1921, The Development Of The Iris by M. Gibson
The Garden p.239, May 14, 1921
THE DEVELOPMENT OF THE IRIS
Has the Double Flower Come to Stay?
ARE there, among readers of The Garden, many wooers of the more coy Irises ? If so, they are not few who regret the infrequency of reference to those incomparable blooms, to the experiences of those who woo, to the triumphs of such as win. The literary neglect of Oncocyclus and Regelia distresses me, and in this state, although my contact with horticulturists is limited, I know myself to be not singular.

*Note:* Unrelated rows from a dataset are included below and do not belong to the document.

use clap::{Parser, Subcommand};
use std::path::PathBuf;

#[derive(Parser)]
#[command(
    name = "cropadvisor",
    version,
    about = "Crop recommendations from field attributes"
)]
pub struct Cli {
    #[command(subcommand)]
    pub command: Commands,

    /// Path to config.yaml
    #[arg(short, long, global = true)]
    pub config: Option<PathBuf>,

    /// Increase log verbosity (-v for debug, -vv for trace)
    #[arg(short, long, action = clap::ArgAction::Count, global = true)]
    pub verbose: u8,
}

#[derive(Subcommand)]
pub enum Commands {
    /// Recommend crops for a field described as JSON
    Recommend {
        /// Field attributes JSON file ("-" for stdin)
        #[arg(short, long, default_value = "-")]
        field: PathBuf,

        /// Skip the classifier and use rule-based candidates
        #[arg(long)]
        rule_based: bool,

        /// Pretty-print the JSON output
        #[arg(long)]
        pretty: bool,
    },
    /// Show the effective crop economics table
    Crops,
    /// Write the default configuration file
    Init {
        /// Overwrite an existing file
        #[arg(long)]
        force: bool,
    },
}
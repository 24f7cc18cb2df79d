use super::economics::{canonical_crop_id, CropEconomics};
use std::collections::BTreeSet;

/// Upper bound on the length of any recommendation set
pub const MAX_RECOMMENDATIONS: usize = 3;

pub const DEFAULT_TOP_K: usize = 3;
pub const DEFAULT_FALLBACK_COUNT: usize = 3;
pub const DEFAULT_FALLBACK_SCORE: f64 = 0.7;
pub const DEFAULT_FALLBACK_CROPS: [&str; 5] = ["wheat", "rice", "maize", "cotton", "potato"];
pub const DEFAULT_WATER_EFFICIENT_CROPS: [&str; 3] = ["wheat", "maize", "cotton"];

/// Process-wide reference data shared by every recommendation request.
///
/// Built once at startup (usually from [`crate::config::Config`]) and never
/// mutated afterwards.
#[derive(Debug, Clone, PartialEq)]
pub struct ReferenceData {
    pub economics: CropEconomics,
    water_efficient: BTreeSet<String>,
    fallback_crops: Vec<String>,
    pub fallback_count: usize,
    pub fallback_score: f64,
    pub top_k: usize,
}

impl ReferenceData {
    pub fn new(
        economics: CropEconomics,
        water_efficient: impl IntoIterator<Item = impl AsRef<str>>,
        fallback_crops: impl IntoIterator<Item = impl AsRef<str>>,
    ) -> Self {
        Self {
            economics,
            water_efficient: water_efficient
                .into_iter()
                .map(|c| canonical_crop_id(c.as_ref()))
                .collect(),
            fallback_crops: fallback_crops
                .into_iter()
                .map(|c| canonical_crop_id(c.as_ref()))
                .collect(),
            fallback_count: DEFAULT_FALLBACK_COUNT,
            fallback_score: DEFAULT_FALLBACK_SCORE,
            top_k: DEFAULT_TOP_K,
        }
    }

    pub fn is_water_efficient(&self, crop: &str) -> bool {
        self.water_efficient.contains(&canonical_crop_id(crop))
    }

    pub fn water_efficient_crops(&self) -> impl Iterator<Item = &str> {
        self.water_efficient.iter().map(String::as_str)
    }

    /// The full ordered fallback list, before slicing.
    pub fn fallback_crops(&self) -> &[String] {
        &self.fallback_crops
    }

    /// Crops scored in fallback mode: the leading `fallback_count` entries,
    /// never more than [`MAX_RECOMMENDATIONS`].
    pub fn fallback_candidates(&self) -> &[String] {
        let end = self
            .fallback_count
            .min(MAX_RECOMMENDATIONS)
            .min(self.fallback_crops.len());
        &self.fallback_crops[..end]
    }

    /// Number of classifier-ranked crops to keep, capped at
    /// [`MAX_RECOMMENDATIONS`].
    pub fn effective_top_k(&self) -> usize {
        self.top_k.min(MAX_RECOMMENDATIONS)
    }
}

impl Default for ReferenceData {
    fn default() -> Self {
        Self::new(
            CropEconomics::builtin(),
            DEFAULT_WATER_EFFICIENT_CROPS,
            DEFAULT_FALLBACK_CROPS,
        )
    }
}

#[cfg(test)]
mod tests {
    use super::*;

    #[test]
    fn default_fallback_candidates_are_first_three() {
        let reference = ReferenceData::default();
        assert_eq!(reference.fallback_crops().len(), 5);
        assert_eq!(reference.fallback_candidates(), ["wheat", "rice", "maize"]);
    }

    #[test]
    fn fallback_count_larger_than_list_is_clamped() {
        let mut reference = ReferenceData::new(CropEconomics::builtin(), ["wheat"], ["rice"]);
        reference.fallback_count = 10;
        assert_eq!(reference.fallback_candidates(), ["rice"]);
    }

    #[test]
    fn oversized_counts_are_capped() {
        let mut reference = ReferenceData::default();
        reference.fallback_count = 5;
        reference.top_k = 10;
        assert_eq!(reference.fallback_candidates(), ["wheat", "rice", "maize"]);
        assert_eq!(reference.effective_top_k(), MAX_RECOMMENDATIONS);
    }

    #[test]
    fn water_efficient_membership_is_case_insensitive() {
        let reference = ReferenceData::default();
        assert!(reference.is_water_efficient("wheat"));
        assert!(reference.is_water_efficient("Maize"));
        assert!(reference.is_water_efficient("COTTON"));
        assert!(!reference.is_water_efficient("rice"));
        assert!(!reference.is_water_efficient("sugarcane"));
    }

    #[test]
    fn crop_lists_are_canonicalized() {
        let reference = ReferenceData::new(CropEconomics::builtin(), [" Barley "], ["Wheat"]);
        assert!(reference.is_water_efficient("barley"));
        assert_eq!(reference.fallback_crops(), ["wheat"]);
    }
}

Surely in these days of renascent wonder and delight in the cult of flowers, there shall arise a new champion of rare Irises! Silent now and for ever are Ewbank and Foster; Mr. Eden Philpotts, his tribute permanently recorded in the most delightful chapters of a delightful book, is no more the journalist of iridiculture; and on no Elishas have the mantles of these Elijahs fallen.
One feels the more astonished at the fact when one has just been privileged to see the exquisite perfection of some few Cushion Iris blooms. Half fearful of overnight disaster, half tremulous with anticipatory joy, I go a-tiptoe these mornings to the little greenhouse that fills a sunny angle of my home. For weeks a row of pots containing the relatively unfastidious Susiana has kept me on tenterhooks. Day after day the buds maintained their smug torpedo form, swelling imperceptibly, reluctant, as it seemed, to open to the caress of our unardent northern sun. But yesterday two had burst forth fully. At this sudden beauty who had not stood stunned ?

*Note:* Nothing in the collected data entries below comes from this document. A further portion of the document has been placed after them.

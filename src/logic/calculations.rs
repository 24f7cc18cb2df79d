/// Soil pH band in which most field crops do best (inclusive)
pub const OPTIMAL_PH_MIN: f64 = 6.0;
pub const OPTIMAL_PH_MAX: f64 = 7.5;

/// Outside these bounds (exclusive) the soil is too acidic or alkaline
pub const EXTREME_PH_LOW: f64 = 5.0;
pub const EXTREME_PH_HIGH: f64 = 8.5;

/// Round to a fixed number of decimal places.
///
/// Rounds the exact binary value, so 5.175 (stored as 5.17499...) becomes
/// 5.17. Scaling by a power of ten first would land on the tie and round up.
pub fn round_to(value: f64, decimals: usize) -> f64 {
    format!("{:.*}", decimals, value)
        .parse()
        .unwrap_or(value)
}

pub fn round2(value: f64) -> f64 {
    round_to(value, 2)
}

pub fn is_optimal_ph(ph: f64) -> bool {
    (OPTIMAL_PH_MIN..=OPTIMAL_PH_MAX).contains(&ph)
}

pub fn is_extreme_ph(ph: f64) -> bool {
    ph < EXTREME_PH_LOW || ph > EXTREME_PH_HIGH
}

/// Format a [0, 1] score as a percentage with one decimal place
pub fn format_percent(score: f64) -> String {
    format!("{:.1}%", score * 100.0)
}
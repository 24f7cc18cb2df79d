use super::classifier::{ClassifierAdapter, CropClassifier};
use super::estimators::{calculate_sustainability, estimate_profit, estimate_yield};
use super::explanation::generate_explanation;
use super::features::FeatureVector;
use crate::error::CropAdvisorError;
use crate::models::{
    FieldAttributes, Recommendation, RecommendationMode, RecommendationSet, ReferenceData,
};
use serde::Serialize;
use std::sync::Arc;

#[derive(Debug, Clone, Copy, PartialEq, Eq, Serialize)]
pub struct EngineStatus {
    pub classifier_loaded: bool,
    pub known_crops: usize,
}

/// Turns field attributes into ranked crop recommendations.
///
/// With a classifier loaded, crops are ranked by predicted probability. If
/// there is no classifier, or inference fails, the request is answered from
/// the fixed fallback candidates instead. The engine holds no mutable state
/// and can be shared across threads.
#[derive(Debug, Clone)]
pub struct RecommendationEngine {
    reference: Arc<ReferenceData>,
    adapter: ClassifierAdapter,
}

impl RecommendationEngine {
    pub fn new(reference: Arc<ReferenceData>) -> Self {
        let adapter = ClassifierAdapter::new(None, reference.effective_top_k());
        Self { reference, adapter }
    }

    pub fn with_classifier(mut self, classifier: Arc<dyn CropClassifier>) -> Self {
        self.adapter = ClassifierAdapter::new(Some(classifier), self.reference.effective_top_k());
        self
    }

    pub fn reference(&self) -> &ReferenceData {
        &self.reference
    }

    pub fn status(&self) -> EngineStatus {
        EngineStatus {
            classifier_loaded: self.adapter.is_available(),
            known_crops: self.reference.economics.len(),
        }
    }

    pub fn recommend(&self, field: &FieldAttributes) -> RecommendationSet {
        let features = FeatureVector::from_field(field);

        match self.adapter.rank(&features) {
            Ok(ranked) => {
                let recommendations = ranked
                    .iter()
                    .map(|r| self.build_recommendation(&r.crop, field, r.probability))
                    .collect();
                RecommendationSet::new(RecommendationMode::Model, recommendations)
            }
            Err(CropAdvisorError::ClassifierUnavailable) => {
                tracing::debug!("No crop classifier loaded - using rule-based recommendations");
                self.rule_based_recommendations(field)
            }
            Err(e) => {
                tracing::warn!("Error in prediction: {} - falling back to rules", e);
                self.rule_based_recommendations(field)
            }
        }
    }

    /// Score the fixed fallback candidates with the placeholder suitability.
    pub fn rule_based_recommendations(&self, field: &FieldAttributes) -> RecommendationSet {
        let score = self.reference.fallback_score;
        let recommendations = self
            .reference
            .fallback_candidates()
            .iter()
            .map(|crop| self.build_recommendation(crop, field, score))
            .collect();

        RecommendationSet::new(RecommendationMode::Fallback, recommendations)
    }

    fn build_recommendation(
        &self,
        crop: &str,
        field: &FieldAttributes,
        suitability_score: f64,
    ) -> Recommendation {
        let expected_yield = estimate_yield(&self.reference, crop, field);

        Recommendation {
            crop: crop.to_string(),
            suitability_score,
            expected_yield,
            expected_profit: estimate_profit(&self.reference, crop, expected_yield),
            sustainability_score: calculate_sustainability(&self.reference, crop, field),
            explanation: generate_explanation(crop, field, suitability_score),
        }
    }
}

impl Default for RecommendationEngine {
    fn default() -> Self {
        Self::new(Arc::new(ReferenceData::default()))
    }
}
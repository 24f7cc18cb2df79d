//! Agronomic estimators.
//!
//! Each estimator is a total function of the crop, the field and the shared
//! reference data, so yield, profit and sustainability policy can be tuned
//! independently of ranking and explanation.

use super::calculations::{is_extreme_ph, is_optimal_ph, round2};
use crate::models::{canonical_crop_id, FieldAttributes, ReferenceData};

/// Yield bonus for soil pH within the optimal band
pub const OPTIMAL_PH_YIELD_FACTOR: f64 = 1.10;
/// Yield penalty for strongly acidic or alkaline soil
pub const EXTREME_PH_YIELD_FACTOR: f64 = 0.80;
/// Yield bonus when irrigation is available
pub const IRRIGATION_YIELD_FACTOR: f64 = 1.15;

pub const SUSTAINABILITY_BASE: f64 = 0.5;
pub const WATER_EFFICIENCY_BONUS: f64 = 0.20;
pub const CROP_ROTATION_BONUS: f64 = 0.15;
pub const SOIL_HEALTH_BONUS: f64 = 0.15;

/// Expected yield in tonnes per hectare.
///
/// Starts from the crop's baseline yield and applies the pH and irrigation
/// multipliers. A missing pH reading leaves the baseline untouched.
pub fn estimate_yield(reference: &ReferenceData, crop: &str, field: &FieldAttributes) -> f64 {
    let mut expected = reference.economics.lookup(crop).base_yield_t_per_ha;

    if let Some(ph) = field.soil_ph {
        if is_optimal_ph(ph) {
            expected *= OPTIMAL_PH_YIELD_FACTOR;
        } else if is_extreme_ph(ph) {
            expected *= EXTREME_PH_YIELD_FACTOR;
        }
    }

    if field.irrigation_available {
        expected *= IRRIGATION_YIELD_FACTOR;
    }

    round2(expected)
}

/// Expected profit per hectare: revenue at market price minus input cost.
/// Negative when the crop is expected to run at a loss.
pub fn estimate_profit(reference: &ReferenceData, crop: &str, expected_yield: f64) -> f64 {
    let entry = reference.economics.lookup(crop);
    let revenue = expected_yield * entry.price_per_ton;
    round2(revenue - entry.cost_per_ha)
}

/// Sustainability score in [0.5, 1.0].
///
/// Rewards water-efficient crops, rotation away from the previous crop, and
/// healthy soil pH.
pub fn calculate_sustainability(
    reference: &ReferenceData,
    crop: &str,
    field: &FieldAttributes,
) -> f64 {
    let mut score = SUSTAINABILITY_BASE;

    if reference.is_water_efficient(crop) {
        score += WATER_EFFICIENCY_BONUS;
    }

    if let Some(last_crop) = field.last_crop.as_deref() {
        if canonical_crop_id(last_crop) != canonical_crop_id(crop) {
            score += CROP_ROTATION_BONUS;
        }
    }

    if field.soil_ph.is_some_and(is_optimal_ph) {
        score += SOIL_HEALTH_BONUS;
    }

    score.min(1.0)
}
//! Access log format module
//!
//! Supports two log formats:
//! - `combined` (Apache/Nginx combined format, minus the headers this
//!   server never inspects)
//! - `json` (JSON structured logging)

use chrono::Local;
use serde::Serialize;

/// Access log entry containing all request/response information
#[derive(Debug, Clone, Serialize)]
pub struct AccessLogEntry {
    /// Client IP address
    pub remote_addr: String,
    /// Request timestamp
    #[serde(serialize_with = "serialize_rfc3339")]
    pub time: chrono::DateTime<Local>,
    /// HTTP method (GET, POST, etc.)
    pub method: String,
    /// Request URI path
    pub path: String,
    /// Query string (without leading ?)
    pub query: Option<String>,
    /// Response status code
    pub status: u16,
    /// Response body size in bytes
    pub body_bytes: usize,
    /// Request processing time in microseconds
    pub request_time_us: u64,
}

fn serialize_rfc3339<S: serde::Serializer>(
    time: &chrono::DateTime<Local>,
    serializer: S,
) -> Result<S::Ok, S::Error> {
    serializer.serialize_str(&time.to_rfc3339())
}

impl AccessLogEntry {
    /// Create a new access log entry with current timestamp
    pub fn new(remote_addr: String, method: String, path: String) -> Self {
        Self {
            remote_addr,
            time: Local::now(),
            method,
            path,
            query: None,
            status: 200,
            body_bytes: 0,
            request_time_us: 0,
        }
    }

    /// Format the log entry according to the specified format
    ///
    /// Unknown format names fall back to `combined`.
    pub fn format(&self, format: &str) -> String {
        match format {
            "json" => self.format_json(),
            _ => self.format_combined(),
        }
    }

    /// Apache/Nginx Combined Log Format
    /// `$remote_addr - - [$time_local] "$request" $status $body_bytes_sent`
    fn format_combined(&self) -> String {
        format!(
            "{} - - [{}] \"{} {}{} HTTP/1.1\" {} {}",
            self.remote_addr,
            self.time.format("%d/%b/%Y:%H:%M:%S %z"),
            self.method,
            self.path,
            self.query
                .as_ref()
                .map(|q| format!("?{q}"))
                .unwrap_or_default(),
            self.status,
            self.body_bytes,
        )
    }

    /// JSON structured log format
    fn format_json(&self) -> String {
        serde_json::to_string(self).unwrap_or_else(|e| {
            format!(r#"{{"error":"failed to serialize access log entry: {e}"}}"#)
        })
    }
}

Out of the long, lean torpedo buds had leapt since dawn these spread wings of silver, purple veined, these sabled falls, each blossom a grown hand's width across. I do not like to hear of Susiana as the Mourning Iris. Reverie rather than sorrow does she induce. She is the grey lady, the lady of dreams.

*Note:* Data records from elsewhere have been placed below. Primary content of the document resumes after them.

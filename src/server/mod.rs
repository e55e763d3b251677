// Server module entry point
// Provides listener creation, the accept loop and per-connection handling

pub mod connection;
pub mod listener;

// `loop` is a keyword, so the module file is mapped to server_loop
#[path = "loop.rs"]
pub mod server_loop;

// Re-export commonly used items
pub use listener::create_reusable_listener;
pub use server_loop::start_server_loop;
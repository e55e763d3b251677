// HTTP module entry point
// Query-string parsing and response building

pub mod query;
pub mod response;

pub use query::QueryError;
pub use response::{build_404_response, build_405_response, error_response, json_response};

To-day another strange thing has happened, and I know not whether to be shocked or jubilant. Perhaps a more experienced Iris-lover can give me light. Hecate, a so-called Oncocyclus wherein, methinks, Regelian influence is visible, has just borne a monstrous twin-blossom from a single bud. There are six distinct standards, and six falls, and here is the oddest thing of all one of these latter, evidently unable to be certain whether it should be fall or standard, takes the standard's upright attitude, but, hesitating still, effects' a compromise by taking on the coloration of both, so that one half of it is rosy-purple, while the other is the orthodox brown-veined cream of all the other falls. 'Now, who will tell me what this means ? Am I to rejoice at the advent of a double Iris, or should I deplore a vulgar prank, a freak, an undesirable monstrosity ?
Anyway, the plant shall be photographed, so that all interested 'may see at least the form of this (to me) strange thing.